With a piano at home (not an uncommon household item in those days), I organised piano lessons for myself at the age of nine, an expense my parents could ill afford, but indulged nevertheless. I later realised that I’d always responded to music in a more intense way than most, but, as a teenager, it was mainly the current popular chart-toppers that engaged my active interest and which I played by ear on the piano, although the occasional short well-known classical piece certainly made a periodic impression when it chanced to emerge from a commercial radio station's listener request programme. But nothing had penetrated the depths of my being like that Tchaikovsky symphony and its forty-five-minute world of unrelenting power, sweeping passion, and heart-stopping emotional expression. I was so overwhelmed that soon the money I earned from my holiday job began to disappear on whatever random recordings I could find in the thread-bare classical bins of the town’s department stores. And so began a life-long exploration of the art of music, and many years of rewarding adventures in pursuit of its infinite revelations.

In my final year of school, I persuaded my parents and my school to allow me to take music as a Bursary subject (now NCEA level 3). This could only be achieved by my travelling to one of the girls’ schools for music classes, but such inter-school timetabling wasn’t unknown in our town, so the deal was done!

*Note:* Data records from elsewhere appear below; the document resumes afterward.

// zeedas-rs: Provider-unified review workflow and deployment engine
//
// SPDX-FileCopyrightText: 2026 Romeo Ahmed
// SPDX-License-Identifier: GPL-3.0-or-later

//! Configuration management for zeedas-rs.
//!
//! # Configuration Hierarchy
//!
//! ```text
//! Priority (low → high)
//! 1. defaults
//! 2. --ini FILE (repeatable, required)
//! 3. zeedas.toml (cwd, optional)
//! 4. ZEEDAS_* env vars
//! 5. --set KEY=VALUE
//! ```
//!
//! # Environment Variable Mapping
//!
//! ```text
//! ZEEDAS_STORE__PATH=/var/lib/zeedas.json      → store.path
//! ZEEDAS_PROVIDERS__GITHUB__CLIENT_ID=abc      → providers.github.client_id
//! ZEEDAS_DEPLOY__PING_TIMEOUT_SECS=5           → deploy.ping_timeout_secs
//! ```

pub mod loader;
pub mod types;

#[cfg(test)]
mod tests;

use serde::{Deserialize, Serialize};
use std::collections::BTreeMap;
use std::path::Path;

use crate::error::{ConfigError, Result};

use loader::ConfigLoader;
use types::{DeployConfig, GlobalConfig, ProvidersConfig, StoreConfig};

/// Complete application configuration.
#[derive(Debug, Clone, Default, Serialize, Deserialize)]
#[serde(default, deny_unknown_fields)]
pub struct Config {
    /// Global options.
    pub global: GlobalConfig,
    /// Record and snapshot storage.
    pub store: StoreConfig,
    /// Hosting provider OAuth apps and endpoints.
    pub providers: ProvidersConfig,
    /// Remote deployment settings.
    pub deploy: DeployConfig,
}

impl Config {
    /// Create a new configuration builder.
    ///
    /// # Example
    ///
    /// ```no_run
    /// use zeedas_rs::config::Config;
    ///
    /// let config = Config::builder()
    ///     .add_toml_file("config/default.toml")
    ///     .add_toml_file_optional("zeedas.toml")
    ///     .with_env_prefix("ZEEDAS")
    ///     .build()?;
    /// # Ok::<(), anyhow::Error>(())
    /// ```
    #[must_use]
    pub fn builder() -> ConfigLoader {
        ConfigLoader::new()
    }

    /// Load configuration from a single TOML file (simple API).
    ///
    /// # Errors
    ///
    /// Returns an error if the file cannot be read, contains invalid TOML, or
    /// does not match the `Config` structure.
    pub fn from_file<P: AsRef<Path>>(path: P) -> Result<Self> {
        Self::builder().add_toml_file(path).build()
    }

    /// Load configuration from a TOML string.
    ///
    /// # Errors
    ///
    /// Returns an error if the content is not valid TOML or does not match the
    /// `Config` structure.
    pub fn parse(content: &str) -> Result<Self> {
        Self::builder().add_toml_str(content).build()
    }

    /// Reject values the rest of the crate cannot work with.
    ///
    /// # Errors
    ///
    /// Returns `ConfigError::InvalidValue` naming the offending key.
    pub fn validate(&self) -> Result<()> {
        if self.deploy.ping_timeout_secs == 0 {
            return Err(invalid("deploy", "ping_timeout_secs", "must be at least 1").into());
        }
        if self.deploy.ssh_port == 0 {
            return Err(invalid("deploy", "ssh_port", "must be a valid TCP port").into());
        }
        let endpoints = [
            ("providers.github", "api_url", &self.providers.github.api_url),
            ("providers.github", "oauth_url", &self.providers.github.oauth_url),
            ("providers.gitlab", "api_url", &self.providers.gitlab.api_url),
            ("providers.gitlab", "oauth_url", &self.providers.gitlab.oauth_url),
            ("providers.bitbucket", "api_url", &self.providers.bitbucket.api_url),
            ("providers.bitbucket", "oauth_url", &self.providers.bitbucket.oauth_url),
            ("providers.bitbucket", "web_url", &self.providers.bitbucket.web_url),
        ];
        for (section, key, url) in endpoints {
            if !(url.starts_with("http://") || url.starts_with("https://")) {
                return Err(invalid(section, key, &format!("'{url}' is not an http(s) URL")).into());
            }
        }
        Ok(())
    }

    /// Format configuration options for display.
    ///
    /// Client secrets are shown as `[hidden]`. Output is ordered by key.
    #[must_use]
    pub fn format_options(&self) -> Vec<String> {
        let mut options = BTreeMap::new();
        self.format_global_options(&mut options);
        self.format_store_options(&mut options);
        self.format_provider_options(&mut options);
        self.format_deploy_options(&mut options);

        let max_key_len = options.keys().map(String::len).max().unwrap_or(0);

        options
            .into_iter()
            .map(|(key, value)| format!("{key:<max_key_len$} = {value}"))
            .collect()
    }

    fn format_global_options(&self, options: &mut BTreeMap<String, String>) {
        options.insert(
            "global.output_log_level".into(),
            self.global.output_log_level.as_u8().to_string(),
        );
        options.insert(
            "global.file_log_level".into(),
            self.global.file_log_level.as_u8().to_string(),
        );
        options.insert(
            "global.log_file".into(),
            self.global.log_file.display().to_string(),
        );
        options.insert("global.log_json".into(), self.global.log_json.to_string());
    }

    fn format_store_options(&self, options: &mut BTreeMap<String, String>) {
        options.insert("store.path".into(), self.store.path.display().to_string());
        options.insert(
            "store.artifacts_dir".into(),
            self.store.artifacts_dir.display().to_string(),
        );
        if !self.store.artifacts_base_url.is_empty() {
            options.insert(
                "store.artifacts_base_url".into(),
                self.store.artifacts_base_url.clone(),
            );
        }
    }

    fn format_provider_options(&self, options: &mut BTreeMap<String, String>) {
        let hide = |secret: &str| {
            if secret.is_empty() {
                String::new()
            } else {
                "[hidden]".to_string()
            }
        };

        let github = &self.providers.github;
        options.insert("providers.github.client_id".into(), github.client_id.clone());
        options.insert(
            "providers.github.client_secret".into(),
            hide(&github.client_secret),
        );
        options.insert("providers.github.api_url".into(), github.api_url.clone());
        options.insert("providers.github.oauth_url".into(), github.oauth_url.clone());
        options.insert("providers.github.user_agent".into(), github.user_agent.clone());

        let gitlab = &self.providers.gitlab;
        options.insert("providers.gitlab.client_id".into(), gitlab.client_id.clone());
        options.insert(
            "providers.gitlab.client_secret".into(),
            hide(&gitlab.client_secret),
        );
        options.insert("providers.gitlab.api_url".into(), gitlab.api_url.clone());
        options.insert("providers.gitlab.oauth_url".into(), gitlab.oauth_url.clone());

        let bitbucket = &self.providers.bitbucket;
        options.insert(
            "providers.bitbucket.client_id".into(),
            bitbucket.client_id.clone(),
        );
        options.insert(
            "providers.bitbucket.client_secret".into(),
            hide(&bitbucket.client_secret),
        );
        options.insert("providers.bitbucket.api_url".into(), bitbucket.api_url.clone());
        options.insert(
            "providers.bitbucket.oauth_url".into(),
            bitbucket.oauth_url.clone(),
        );
        options.insert("providers.bitbucket.web_url".into(), bitbucket.web_url.clone());
    }

    fn format_deploy_options(&self, options: &mut BTreeMap<String, String>) {
        options.insert(
            "deploy.scratch_dir".into(),
            self.deploy.scratch_dir.display().to_string(),
        );
        options.insert(
            "deploy.ping_timeout_secs".into(),
            self.deploy.ping_timeout_secs.to_string(),
        );
        options.insert("deploy.ssh_port".into(), self.deploy.ssh_port.to_string());
        options.insert(
            "deploy.connect_timeout_secs".into(),
            self.deploy.connect_timeout_secs.to_string(),
        );
    }
}

fn invalid(section: &str, key: &str, message: &str) -> ConfigError {
    ConfigError::InvalidValue {
        section: section.to_string(),
        key: key.to_string(),
        message: message.to_string(),
    }
}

Unfortunately it clashed with my other most favourite subject – Latin – a compromise that, on balance, had to be accepted. 

The job money, intended to fund me through university in a year or two, needed subsidising considerably by my father who, when he discovered that my original maths and science focus had changed to music, expressed the hope that “it will end in a job”. At that point, a job was the last thing on my mind, but with the eventual guidance of a wise and pragmatic woman (who remains the main influence in anchoring my feet to terra firma), ‘job’ status was achieved! And so I became a secondary school music teacher and spent the next forty-or-so years indulging my preoccupation with music by inflicting its compulsive properties on thousands of unsuspecting teenagers.

My own performing and composition continued alongside ‘the job’, but the job proved to be a life-long learning experience that benefitted me as much as it did my students. And working with young people continues to inform, shape, enhance and sustain all the other music-making that I’m still fortunate to be involved with.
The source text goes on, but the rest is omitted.